[Collected data]
[Start of section]
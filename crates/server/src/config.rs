use std::env;
use std::time::Duration;

#[derive(Clone)]
pub struct Config {
    pub port: u16,
    pub database_url: String,
    pub storage_path: String,
    pub jwt_secret: String,
    pub git_bin: String,
    pub git_verify_remote: bool,
    pub sync: SyncSettings,
}

/// Timing knobs for the background sync subsystem.
#[derive(Clone, Debug)]
pub struct SyncSettings {
    /// How often the scheduler looks for due projects.
    pub tick: Duration,
    /// Upper bound on a single fetch + scan.
    pub timeout: Duration,
    /// A `doing` lease older than this is considered abandoned.
    pub stale_after: Duration,
    /// Cap on the failure backoff between scheduled attempts.
    pub max_backoff: Duration,
}

impl Default for SyncSettings {
    fn default() -> Self {
        Self {
            tick: Duration::from_secs(30),
            timeout: Duration::from_secs(300),
            stale_after: Duration::from_secs(900),
            max_backoff: Duration::from_secs(86_400),
        }
    }
}

/// Shortest scheduler tick; `tokio::time::interval` rejects zero.
const MIN_TICK: Duration = Duration::from_secs(1);

fn parse_secs(raw: Option<&str>, default: Duration) -> Duration {
    raw.and_then(|v| v.trim().parse().ok())
        .map(Duration::from_secs)
        .unwrap_or(default)
}

fn env_secs(key: &str, default: Duration) -> Duration {
    parse_secs(env::var(key).ok().as_deref(), default)
}

impl Config {
    pub fn from_env() -> Self {
        let defaults = SyncSettings::default();
        Self {
            port: env::var("PORT")
                .ok()
                .and_then(|p| p.parse().ok())
                .unwrap_or(3000),
            database_url: env::var("DATABASE_URL")
                .unwrap_or_else(|_| "sqlite:./data/gitran.db?mode=rwc".to_string()),
            storage_path: env::var("STORAGE_PATH")
                .unwrap_or_else(|_| "./data/checkouts".to_string()),
            jwt_secret: env::var("JWT_SECRET")
                .unwrap_or_else(|_| "development-secret-change-in-production".to_string()),
            git_bin: env::var("GIT_BIN").unwrap_or_else(|_| "git".to_string()),
            git_verify_remote: env::var("GIT_VERIFY_REMOTE")
                .map(|v| v != "false" && v != "0")
                .unwrap_or(true),
            sync: SyncSettings {
                tick: env_secs("SYNC_TICK_SECS", defaults.tick).max(MIN_TICK),
                timeout: env_secs("SYNC_TIMEOUT_SECS", defaults.timeout),
                stale_after: env_secs("SYNC_STALE_AFTER_SECS", defaults.stale_after),
                max_backoff: env_secs("SYNC_MAX_BACKOFF_SECS", defaults.max_backoff),
            },
        }
    }
}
[End of section]
== Your task ==
Only the lines containing "defaults" are needed; copy each of them from the data.

== Final answer ==
        let defaults = SyncSettings::default();
                tick: env_secs("SYNC_TICK_SECS", defaults.tick).max(MIN_TICK),
                timeout: env_secs("SYNC_TIMEOUT_SECS", defaults.timeout),
                stale_after: env_secs("SYNC_STALE_AFTER_SECS", defaults.stale_after),
                max_backoff: env_secs("SYNC_MAX_BACKOFF_SECS", defaults.max_backoff),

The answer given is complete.